The hypothesis posits that the epigenetic age of the gut microbiome—not merely its taxonomic composition—directly regulates host transcription factor activity through modulation of histone deacetylase (HDAC) enzymes by microbial short‑chain fatty acids (SCFAs). As the microbiome ages, its epigenetic clock advances, marked by altered DNA methylation patterns at genes governing SCFA biosynthesis (e.g., butyrate‑producing pathways in Faecalibacterium prausnitzii). This shift reduces luminal butyrate and propionate levels, diminishing HDAC inhibition in intestinal epithelial cells and enteroendocrine cells. Consequently, HDAC activity rises, leading to increased acetylation of histones at enhancers of pro‑inflammatory transcription factors such as NF‑κB p65 and AP‑1, amplifying their target gene expression (e.g., IL‑6, TNF‑α, CCL2). The resulting cytokine surge compromises gut barrier integrity, promotes endotoxin translocation, and activates vagal afferents that relay inflammatory signals to the brain, where they prime microglia via TLR4 signaling and exacerbate neurodegeneration.

Key mechanistic steps:

1. Microbiome epigenetic age predicts loss of SCFA‑producing taxa independent of host genetics.
2. Reduced SCFA levels relieve HDAC inhibition, increasing NF‑κB/AP‑1 transcriptional activity in gut epithelium.
3. Heightened gut‑derived inflammatory mediators drive systemic inflammaging and microglial activation.
4. Brain inflammation further dysregulates the HPA axis, elevating cortisol, which reshapes the microbiome toward a more aged epigenetic state, closing a feedback loop.

Testable predictions:

• In longitudinal human cohorts, baseline microbiome epigenetic age (measured via microbial DNA methylation clocks) will predict future increases in serum IL‑6 and TNF‑α, as well as declines in cognitive performance, even after adjusting for host age and genetics.
• Colon biopsies from older individuals with high microbiome epigenetic age will show elevated HDAC activity and increased NF‑κB p65 binding at inflammatory gene enhancers compared to those with a younger microbiome epigenotype.
• Fecal microbiota transplantation (FMT) from young donors into aged mice will reset the recipient microbiome’s epigenetic age, restore luminal butyrate, decrease colonic HDAC activity, reduce NF‑κB target expression, lower systemic cytokines, and improve memory performance.
• Pharmacological HDAC inhibition (e.g., with butyrate or selective HDAC3 inhibitors) in aged mice with a persistently old microbiome epigenotype will attenuate inflammaging markers and neuroinflammation, demonstrating that HDAC activity is a downstream effector of microbiome aging.

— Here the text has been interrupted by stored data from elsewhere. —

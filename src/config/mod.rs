//! Configuration module for loading reactor and control parameters.
//!
//! Slider ranges, fixed kinetic constants and the integrator timestep are read
//! once at startup and validated before any control or model is built.

mod error;
mod parameters;

pub use error::ConfigError;
pub(crate) use error::require_positive;
pub use parameters::{
    ChemostatConfig, ControlsConfig, DisplayConfig, IntegratorSettings, KineticConstants,
    SliderConfig, DEFAULT_CONFIG_PATH,
};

Falsifiability: If microbiome epigenetic age shows no correlation with host inflammatory transcripts or if FMT does not alter host HDAC activity and inflammatory outcomes, the hypothesis would be refuted. Conversely, supportive data would establish the microbiome’s epigenetic state as a causal regulator of host gene regulatory networks in aging, providing a mechanistic bridge between microbial aging and inflammaging that can be targeted therapeutically.